Saskatchewan is on track. Faced with challenging years marked by significant resource revenue decline, a plan to restore balance was initiated last year. Budget 2018-19 follows that plan with major investments in health care, education, social services and infrastructure, and a steadily improving outlook over the next four years.

1. Controlling Government Spending

The government continues to control and carefully manage spending in the 2018-19 Budget. Many ministries are forecasting lower spending than in the previous fiscal year while continuing to provide valued core services that are sustainable for the future. Examples of controlled spending

  • In this budget, the expense is forecast to be down 1.4 percent from last year’s budget
  • $5 million savings by reducing the number of government-owned vehicles
  • $19 million savings from amalgamation into one health region, while improving front-line care
Government is continuing to invest in the priorities of Saskatchewan people – in particular, in health care, education and social services.  Investment in these three areas is $10.4 billion in this budget. That’s an increase of $4 billion, or more than 64 percent, since 2007-08.  Funding is at record levels in 2018-19 for health care and social services and assistance.
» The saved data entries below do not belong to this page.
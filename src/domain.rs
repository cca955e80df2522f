use chrono::{DateTime, Utc};
use serde::{Deserialize, Serialize};
use uuid::Uuid;

/// Languages the platform accepts. Each engine adapter owns the mapping
/// from this catalog to its private compiler ids.
#[derive(Clone, Copy, Debug, PartialEq, Eq, Serialize, Deserialize)]
#[serde(rename_all = "SCREAMING_SNAKE_CASE")]
pub enum Language {
    Python,
    Java,
    C,
    Cpp,
}

impl Language {
    pub fn as_str(&self) -> &'static str {
        match self {
            Language::Python => "Python",
            Language::Java => "Java",
            Language::C => "C",
            Language::Cpp => "C++",
        }
    }
}

impl std::fmt::Display for Language {
    fn fmt(&self, f: &mut std::fmt::Formatter<'_>) -> std::fmt::Result {
        f.write_str(self.as_str())
    }
}

/// One compile-and-run unit: exactly one test case of one submission.
/// Immutable once constructed.
#[derive(Clone, Debug)]
pub struct ExecutionRequest {
    pub source_code: String,
    pub language: Language,
    pub stdin: String,
}

impl ExecutionRequest {
    pub fn new(
        source_code: impl Into<String>,
        language: Language,
        stdin: impl Into<String>,
    ) -> Self {
        Self {
            source_code: source_code.into(),
            language,
            stdin: stdin.into(),
        }
    }
}

/// Reference to a submitted execution, handed from the submitter to the
/// poller and discarded once terminal.
///
/// Synchronous-wait engines return `Ready` with the final result embedded,
/// which short-circuits the poll loop entirely. Asynchronous-token engines
/// return `Pending` and the poller keeps fetching until the status turns
/// terminal.
#[derive(Clone, Debug)]
pub enum ExecutionHandle {
    Pending { token: String },
    Ready(Box<ExecutionResult>),
}

/// Unified status vocabulary across all supported engines. Adapters map
/// their private codes here, defaulting to `Unknown` for anything
/// unrecognized so an exotic engine status never aborts a batch.
#[derive(Clone, Copy, Debug, PartialEq, Eq, Serialize)]
pub enum StatusCode {
    InQueue,
    Compiling,
    Running,
    Accepted,
    WrongAnswer,
    CompileError,
    RuntimeError,
    TimeLimitExceeded,
    MemoryLimitExceeded,
    IllegalSystemCall,
    InternalError,
    Unknown,
}

impl StatusCode {
    /// Only queue/compile/run states are non-terminal; everything else,
    /// `Unknown` included, stops the poll loop for that handle.
    pub fn is_terminal(self) -> bool {
        !matches!(
            self,
            StatusCode::InQueue | StatusCode::Compiling | StatusCode::Running
        )
    }

    pub fn description(self) -> &'static str {
        match self {
            StatusCode::InQueue => "In Queue",
            StatusCode::Compiling => "Compiling",
            StatusCode::Running => "Running",
            StatusCode::Accepted => "Accepted",
            StatusCode::WrongAnswer => "Wrong Answer",
            StatusCode::CompileError => "Compilation Error",
            StatusCode::RuntimeError => "Runtime Error",
            StatusCode::TimeLimitExceeded => "Time Limit Exceeded",
            StatusCode::MemoryLimitExceeded => "Memory Limit Exceeded",
            StatusCode::IllegalSystemCall => "Illegal System Call",
            StatusCode::InternalError => "Internal Error",
            StatusCode::Unknown => "Unknown",
        }
    }
}

impl std::fmt::Display for StatusCode {
    fn fmt(&self, f: &mut std::fmt::Formatter<'_>) -> std::fmt::Result {
        f.write_str(self.description())
    }
}

/// Normalized outcome of one `ExecutionRequest`. Engines routinely omit
/// stderr/compile output and resource figures, so every payload field is
/// optional by design.
#[derive(Clone, Debug, Serialize)]
pub struct ExecutionResult {
    pub stdout: Option<String>,
    pub stderr: Option<String>,
    pub compile_output: Option<String>,
    pub status: StatusCode,
    pub memory_kb: Option<f64>,
    pub time_seconds: Option<f64>,
}

/// An (input, expected output) pair attached to a problem.
#[derive(Clone, Debug, Serialize, Deserialize)]
pub struct TestCase {
    pub input: String,
    pub output: String,
}

/// One `ExecutionResult` paired with its expected output. `index` is
/// 1-based and matches the problem's test-case ordering end to end.
#[derive(Clone, Debug, Serialize)]
pub struct TestCaseVerdict {
    pub index: u32,
    pub passed: bool,
    pub stdout: Option<String>,
    pub expected: String,
    pub stderr: Option<String>,
    pub compile_output: Option<String>,
    pub status: StatusCode,
    pub memory_kb: Option<f64>,
    pub time_seconds: Option<f64>,
}

#[derive(Clone, Copy, Debug, PartialEq, Eq, Serialize)]
#[serde(rename_all = "SCREAMING_SNAKE_CASE")]
pub enum OverallStatus {
    Accepted,
    WrongAnswer,
}

/// Aggregate over all test-case verdicts of one run. The means skip test
/// cases that reported no memory/time figure instead of counting them as
/// zero.
#[derive(Clone, Debug, Serialize)]
pub struct BatchVerdict {
    pub all_passed: bool,
    pub overall_status: OverallStatus,
    pub total_count: u32,
    pub passed_count: u32,
    pub mean_memory_kb: Option<f64>,
    pub mean_time_seconds: Option<f64>,
    pub cases: Vec<TestCaseVerdict>,
}

/// Durable record of one submit, as returned by the submission store.
#[derive(Clone, Debug, Serialize)]
pub struct SubmissionRecord {
    pub id: Uuid,
    pub user_id: Uuid,
    pub problem_id: Uuid,
    pub source_code: String,
    pub language: Language,
    pub overall_status: OverallStatus,
    pub cases: Vec<TestCaseVerdict>,
    pub created_at: DateTime<Utc>,
}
  • $700,000 for universal 100 percent coverage for HIV drugs and other supports
  • More than $520,000 for a new program to screen babies born in Saskatchewan hospitals for hearing loss
  • $2.8 million to provide individualized funding for children under six with Autism Spectrum Disorder
  • $30 million increase in operating funding for the 2018-19 school year
  • Nearly $77 million in child care funding
  • More than $10 million for those who provide direct daily care to adults with intellectual disabilities, children in need of protection, plus support for families. This includes foster families and CBOs that deliver day programs and residential services to people with intellectual disabilities and provide family-focused services.
  • Low personal and corporate income tax rates remain the same
  • No increases to Education Property Tax (EPT) or Provincial Sales Tax (PST) rates
  • Competitive taxes help to attract people, businesses and investment to Saskatchewan
Saskatchewan is projected to have the fourth highest growth in the country in 2018 and third highest in 2019, according to private sector forecasts. Competitive taxes and targeted incentives support continued diversification and growth in Saskatchewan’s economy.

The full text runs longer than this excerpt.